The ceremony was attended by people of all ages, from the young to the elderly, and attracted Indian as well as Tibetan lay people and many monks. Throughout the ceremony cups of tea and Tibetan bread were distributed by monks and volunteers to the chanting crowd, while the traditional white scarves were laid in the temple over the statue of the Buddha. It is thought that more people may have attended if it hadn't been cold and raining heavily.
Also present was Tibetan activist and writer Tenzin Tsundue, who sat at the back of the crowd and read from his prayer-book. When asked about the significance of the ceremony, he answered "This is our appreciation of his work, and we find solidarity with him. With Dharamsala being at the centre of the Tibetan exile community, it's very important for us (to have this here)".
"For us, the legacy of his work, and of his father's work, is very important. It's a strong reminder of his legacy and our struggle for independence," he continued, adding that for those in the free world the reality of freedom is often taken for granted.

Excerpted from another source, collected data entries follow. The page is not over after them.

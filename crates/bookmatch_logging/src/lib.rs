#![deny(missing_docs)]
//! Shared logging utilities for the BookMatch workspace.
//!
//! This crate provides the `bm_*` logging macros used across the codebase
//! and a minimal test initializer for the global logger. The macros expand
//! through the re-exported `log` facade, so callers do not need their own
//! `log` dependency.

#[doc(hidden)]
pub use log as __log;

/// Logs a trace-level message using the global logging facade.
#[macro_export]
macro_rules! bm_trace {
    ($($arg:tt)*) => {{
        $crate::__log::trace!($($arg)*);
    }};
}

/// Logs a debug-level message using the global logging facade.
#[macro_export]
macro_rules! bm_debug {
    ($($arg:tt)*) => {{
        $crate::__log::debug!($($arg)*);
    }};
}

/// Logs an info-level message using the global logging facade.
#[macro_export]
macro_rules! bm_info {
    ($($arg:tt)*) => {{
        $crate::__log::info!($($arg)*);
    }};
}

/// Logs a warn-level message using the global logging facade.
#[macro_export]
macro_rules! bm_warn {
    ($($arg:tt)*) => {{
        $crate::__log::warn!($($arg)*);
    }};
}

/// Logs an error-level message using the global logging facade.
#[macro_export]
macro_rules! bm_error {
    ($($arg:tt)*) => {{
        $crate::__log::error!($($arg)*);
    }};
}

/// Initializes a simple terminal logger for use in tests.
///
/// This safely no-ops if another logger has already been initialized, so every
/// test may call it.
pub fn initialize_for_tests() {
    use simplelog::{ColorChoice, CombinedLogger, Config, TermLogger, TerminalMode};

    // Use debug level in debug builds, info in release builds.
    let level = if cfg!(debug_assertions) {
        log::LevelFilter::Debug
    } else {
        log::LevelFilter::Info
    };

    // Ignore the error if a logger was already set by another test.
    let _ = CombinedLogger::init(vec![TermLogger::new(
        level,
        Config::default(),
        TerminalMode::Mixed,
        ColorChoice::Auto,
    )]);
}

Jigme Norbu was the son of the eldest brother of His Holiness the 14th Dalai Lama, Thubten Jigme Norbu (the reincarnation of Taktser Rinpoche), also an activist for the Tibetan cause. He was killed in a car accident on Monday 14th February as he set out on the last leg of his 'Walk for Tibet' in Florida, in the United States.
Mr. Tsundue also expressed the sadness felt by many at the fact that Jigme, like his father and so many others, did not get to see the return of a free and independent Tibet within their lifetime: "It's a long struggle, many people have died. The struggle will continue and there will be independence. We will see many deaths but the struggle for Tibetan independence will continue."